* Work to be completed
Starting at the line with "let scope = scope.into();", repeat every line exactly until the records end, including the last one.

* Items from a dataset

*****

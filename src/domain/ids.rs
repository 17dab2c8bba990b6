//! Domain identifier types with validation
//!
//! This module provides newtype wrappers for gate and scan identifiers.
//! Each type ensures type safety and rejects empty values at construction.

use serde::{Deserialize, Serialize};
use std::fmt;
use std::str::FromStr;

/// Pipeline stage identifier newtype wrapper
///
/// Identifies one stage of a multi-stage research workflow
/// (e.g. "upload", "analysis", "export").
///
/// # Examples
///
/// ```
/// use aegis::domain::ids::StageId;
///
/// let stage = StageId::new("data-export").unwrap();
/// assert_eq!(stage.as_str(), "data-export");
/// ```
#[derive(Debug, Clone, PartialEq, Eq, Hash, Serialize, Deserialize)]
pub struct StageId(String);

impl StageId {
    /// Creates a new StageId from a string
    ///
    /// # Errors
    ///
    /// Returns an error if the ID is empty or whitespace-only.
    pub fn new(id: impl Into<String>) -> Result<Self, String> {
        let id = id.into();
        if id.trim().is_empty() {
            return Err("stage ID cannot be empty".to_string());
        }
        Ok(Self(id))
    }

    /// Returns the stage ID as a string slice
    pub fn as_str(&self) -> &str {
        &self.0
    }

    /// Consumes self and returns the inner String
    pub fn into_inner(self) -> String {
        self.0
    }
}

impl fmt::Display for StageId {
    fn fmt(&self, f: &mut fmt::Formatter<'_>) -> fmt::Result {
        write!(f, "{}", self.0)
    }
}

impl FromStr for StageId {
    type Err = String;

    fn from_str(s: &str) -> Result<Self, Self::Err> {
        Self::new(s)
    }
}

/// Workflow session identifier newtype wrapper
///
/// Identifies one owning workflow session. Gate records are scoped to a
/// session and torn down with it.
#[derive(Debug, Clone, PartialEq, Eq, Hash, Serialize, Deserialize)]
pub struct SessionId(String);

impl SessionId {
    /// Creates a new SessionId from a string
    ///
    /// # Errors
    ///
    /// Returns an error if the ID is empty or whitespace-only.
    pub fn new(id: impl Into<String>) -> Result<Self, String> {
        let id = id.into();
        if id.trim().is_empty() {
            return Err("session ID cannot be empty".to_string());
        }
        Ok(Self(id))
    }

    /// Generates a fresh random session ID
    pub fn generate() -> Self {
        Self(uuid::Uuid::new_v4().to_string())
    }

    /// Returns the session ID as a string slice
    pub fn as_str(&self) -> &str {
        &self.0
    }

    /// Consumes self and returns the inner String
    pub fn into_inner(self) -> String {
        self.0
    }
}

impl fmt::Display for SessionId {
    fn fmt(&self, f: &mut fmt::Formatter<'_>) -> fmt::Result {
        write!(f, "{}", self.0)
    }
}

impl FromStr for SessionId {
    type Err = String;

    fn from_str(s: &str) -> Result<Self, Self::Err> {
        Self::new(s)
    }
}

/// Scope tag attached to a scan invocation
///
/// Describes which operation the scanned text belongs to. Free-form with
/// well-known values provided as constructors.
#[derive(Debug, Clone, PartialEq, Eq, Hash, Serialize, Deserialize)]
#[serde(transparent)]
pub struct ScanScope(String);

impl ScanScope {
    /// Creates a scope tag from a string
    pub fn new(scope: impl Into<String>) -> Self {
        let scope = scope.into();
        if scope.trim().is_empty() {
            Self("unscoped".to_string())
        } else {
            Self(scope)
        }
    }

    /// Scope for uploaded artifacts
    pub fn upload() -> Self {
        Self("upload".to_string())
    }

    /// Scope for export operations
    pub fn export() -> Self {
        Self("export".to_string())
    }

    /// Scope for chat messages
    pub fn chat_message() -> Self {
        Self("chat-message".to_string())
    }

    /// Returns the scope as a string slice
    pub fn as_str(&self) -> &str {
        &self.0
    }
}

impl fmt::Display for ScanScope {
    fn fmt(&self, f: &mut fmt::Formatter<'_>) -> fmt::Result {
        write!(f, "{}", self.0)
    }
}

*****

* Solution
        let scope = scope.into();
        if scope.trim().is_empty() {
            Self("unscoped".to_string())
        } else {
            Self(scope)
        }
    }

    /// Scope for uploaded artifacts
    pub fn upload() -> Self {
        Self("upload".to_string())
    }

    /// Scope for export operations
    pub fn export() -> Self {
        Self("export".to_string())
    }

    /// Scope for chat messages
    pub fn chat_message() -> Self {
        Self("chat-message".to_string())
    }

    /// Returns the scope as a string slice
    pub fn as_str(&self) -> &str {
        &self.0
    }
}

impl fmt::Display for ScanScope {
    fn fmt(&self, f: &mut fmt::Formatter<'_>) -> fmt::Result {
        write!(f, "{}", self.0)
    }
}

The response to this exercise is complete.